Appropriate management should consider leaving behind the placenta and preserving the uterus, not only in patients who desire to remain fertile [2, 5-7]. Massive hemorrhage and mutilating surgery involving resection of parts of the bladder in the case of infiltrating placenta may be avoided. Additional procedures include prophylactic ligation of uterine arteries (or internal iliac arteries) and treatment with methotrexate.

In our cases both uterine arteries were ligated to prevent severe bleeding. Only in case 4 were both internal iliac arteries ligated, as uterine arteries were not accessible. Nevertheless, severe bleeding may occur via collateral vessels and having an interventional radiologist skilled in carrying out embolizations standing by, might be valuable.

There is controversy in the literature as to whether methotrexate should be used in the treatment of invasive placentation. However, only a small number of case reports have been published. Methotrexate is effective against trophoblastic proliferation, but there are no studies comparing methotrexate vs. no methotrexate in the treatment of placenta accreta [8-11]. Some authors have argued that there is no further cell division of placental tissue after delivery of the fetus, and therefore methotrexate may be of no value. Also, the general immunosuppressive effect must be kept in mind. However, vital placental tissue may be present even weeks after a cesarean section (case 3).

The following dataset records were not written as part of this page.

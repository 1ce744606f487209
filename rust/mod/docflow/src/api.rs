use std::sync::Arc;

use axum::extract::{FromRef, Path, Query, State};
use axum::routing::get;
use axum::{Json, Router};
use serde::Serialize;

use fabrica_core::{ListResult, Principal, ServiceError};

use crate::engine::DocFlow;
use crate::model::{AuditEntry, Doc, DocQuery, Lifecycle, UpdateRequest};
use crate::rules::{available_actions, may_run};

/// Read and edit routes shared by every document kind.
///
/// Routes (relative to the module):
/// - `GET {path}`: list (status, parentId, limit, page, cursor)
/// - `GET {path}/{id}`: get
/// - `PATCH {path}/{id}`: merge-patch `data` while editable
/// - `GET {path}/{id}/history`: audit trail
/// - `GET {path}/{id}/actions`: actions the caller may take now
///
/// Domain modules add `POST {path}` and `POST {path}/{id}/@<action>` on top.
pub fn document_routes<L, S>(path: &str) -> Router<S>
where
    L: Lifecycle,
    S: Clone + Send + Sync + 'static,
    Arc<DocFlow>: FromRef<S>,
{
    Router::new()
        .route(path, get(list_documents::<L>))
        .route(
            &format!("{path}/{{id}}"),
            get(get_document::<L>).patch(update_document::<L>),
        )
        .route(&format!("{path}/{{id}}/history"), get(document_history::<L>))
        .route(&format!("{path}/{{id}}/actions"), get(document_actions::<L>))
}

async fn list_documents<L: Lifecycle>(
    State(flow): State<Arc<DocFlow>>,
    principal: Principal,
    Query(query): Query<DocQuery>,
) -> Result<Json<ListResult<Doc<L>>>, ServiceError> {
    Ok(Json(flow.list::<L>(&principal, &query)?))
}

async fn get_document<L: Lifecycle>(
    State(flow): State<Arc<DocFlow>>,
    principal: Principal,
    Path(id): Path<String>,
) -> Result<Json<Doc<L>>, ServiceError> {
    Ok(Json(flow.get::<L>(&principal, &id)?))
}

async fn update_document<L: Lifecycle>(
    State(flow): State<Arc<DocFlow>>,
    principal: Principal,
    Path(id): Path<String>,
    Json(req): Json<UpdateRequest>,
) -> Result<Json<Doc<L>>, ServiceError> {
    let doc = flow.update::<L>(&principal, &id, req.expected_version, &req.data)?;
    Ok(Json(doc))
}

async fn document_history<L: Lifecycle>(
    State(flow): State<Arc<DocFlow>>,
    principal: Principal,
    Path(id): Path<String>,
) -> Result<Json<Vec<AuditEntry>>, ServiceError> {
    Ok(Json(flow.history::<L>(&principal, &id)?))
}

#[derive(Debug, Serialize)]
#[serde(rename_all = "camelCase")]
struct ActionsResponse {
    status: String,
    actions: Vec<&'static str>,
}

async fn document_actions<L: Lifecycle>(
    State(flow): State<Arc<DocFlow>>,
    principal: Principal,
    Path(id): Path<String>,
) -> Result<Json<ActionsResponse>, ServiceError> {
    let doc = flow.get::<L>(&principal, &id)?;
    let actions = available_actions(L::RULES, doc.status)
        .into_iter()
        .filter(|action| {
            L::RULES
                .iter()
                .any(|r| {
                    r.action == *action && r.from.contains(&doc.status) && may_run(&principal, r)
                })
        })
        .collect();
    Ok(Json(ActionsResponse {
        status: doc.status.to_string(),
        actions,
    }))
}

#[cfg(test)]
mod tests {
    use super::*;
    use axum::body::Body;
    use axum::http::{Request, StatusCode};
    use axum::Extension;
    use tower::ServiceExt;

    use crate::engine::tests::{flow, user, Ticket, TicketData};

    fn app(flow: Arc<DocFlow>, principal: Principal) -> Router {
        document_routes::<Ticket, Arc<DocFlow>>("/tickets")
            .with_state(flow)
            .layer(Extension(principal))
    }

    async fn body_json(resp: axum::response::Response) -> serde_json::Value {
        let bytes = axum::body::to_bytes(resp.into_body(), 1024 * 1024).await.unwrap();
        serde_json::from_slice(&bytes).unwrap()
    }

    fn seeded() -> (Arc<DocFlow>, Principal, String) {
        let flow = Arc::new(flow());
        let p = user("c1", &["test:ticket:*"]);
        let doc = flow
            .create::<Ticket>(
                &p,
                TicketData { title: "conveyor".into(), assignee: None, reporter: None },
                None,
            )
            .unwrap();
        (flow, p, doc.id)
    }

    #[tokio::test]
    async fn get_and_list() {
        let (flow, p, id) = seeded();

        let resp = app(flow.clone(), p.clone())
            .oneshot(Request::get(format!("/tickets/{id}")).body(Body::empty()).unwrap())
            .await
            .unwrap();
        assert_eq!(resp.status(), StatusCode::OK);
        let json = body_json(resp).await;
        assert_eq!(json["number"], "TK-000001");
        assert_eq!(json["status"], "OPEN");
        assert_eq!(json["viewMode"], "T1");
        assert_eq!(json["data"]["title"], "conveyor");

        let resp = app(flow, p)
            .oneshot(Request::get("/tickets?status=OPEN&limit=10").body(Body::empty()).unwrap())
            .await
            .unwrap();
        assert_eq!(resp.status(), StatusCode::OK);
        let json = body_json(resp).await;
        assert_eq!(json["total"], 1);
        assert!(json.get("nextCursor").is_none());
    }

    #[tokio::test]
    async fn other_company_gets_404() {
        let (flow, _, id) = seeded();
        let resp = app(flow, user("c2", &["*"]))
            .oneshot(Request::get(format!("/tickets/{id}")).body(Body::empty()).unwrap())
            .await
            .unwrap();
        assert_eq!(resp.status(), StatusCode::NOT_FOUND);
        assert_eq!(body_json(resp).await["code"], "NOT_FOUND");
    }

    #[tokio::test]
    async fn patch_and_history() {
        let (flow, p, id) = seeded();
        let resp = app(flow.clone(), p.clone())
            .oneshot(
                Request::patch(format!("/tickets/{id}"))
                    .header("content-type", "application/json")
                    .body(Body::from(r#"{"expectedVersion":1,"data":{"assignee":"ana"}}"#))
                    .unwrap(),
            )
            .await
            .unwrap();
        assert_eq!(resp.status(), StatusCode::OK);
        let json = body_json(resp).await;
        assert_eq!(json["version"], 2);
        assert_eq!(json["data"]["assignee"], "ana");

        let resp = app(flow, p)
            .oneshot(Request::get(format!("/tickets/{id}/history")).body(Body::empty()).unwrap())
            .await
            .unwrap();
        let json = body_json(resp).await;
        let actions: Vec<&str> = json
            .as_array()
            .unwrap()
            .iter()
            .map(|e| e["action"].as_str().unwrap())
            .collect();
        assert_eq!(actions, vec!["create", "update"]);
    }

    #[tokio::test]
    async fn actions_respect_permissions() {
        let (flow, _, id) = seeded();

        let resp = app(flow.clone(), user("c1", &["test:ticket:read", "test:ticket:assign"]))
            .oneshot(Request::get(format!("/tickets/{id}/actions")).body(Body::empty()).unwrap())
            .await
            .unwrap();
        let json = body_json(resp).await;
        assert_eq!(json["status"], "OPEN");
        assert_eq!(json["actions"], serde_json::json!(["assign"]));

        let resp = app(flow, user("c1", &["test:ticket:read"]))
            .oneshot(Request::get(format!("/tickets/{id}/actions")).body(Body::empty()).unwrap())
            .await
            .unwrap();
        assert_eq!(body_json(resp).await["actions"], serde_json::json!([]));
    }

    #[tokio::test]
    async fn missing_principal_is_401() {
        let (flow, _, id) = seeded();
        let resp = document_routes::<Ticket, Arc<DocFlow>>("/tickets")
            .with_state(flow)
            .oneshot(Request::get(format!("/tickets/{id}")).body(Body::empty()).unwrap())
            .await
            .unwrap();
        assert_eq!(resp.status(), StatusCode::UNAUTHORIZED);
    }
}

Depending on the result of the weekly vaginal swab, the type of antibiotic was adjusted to limit the amount of resistant microorganisms. Spontaneous placental resorption may occur later, and delayed hysterectomy can be performed under optimized conditions. Conservative management carries the risk of intrauterine infection and delayed hemorrhage. Patients must be informed of the importance of close and consistent outpatient follow-up for many weeks.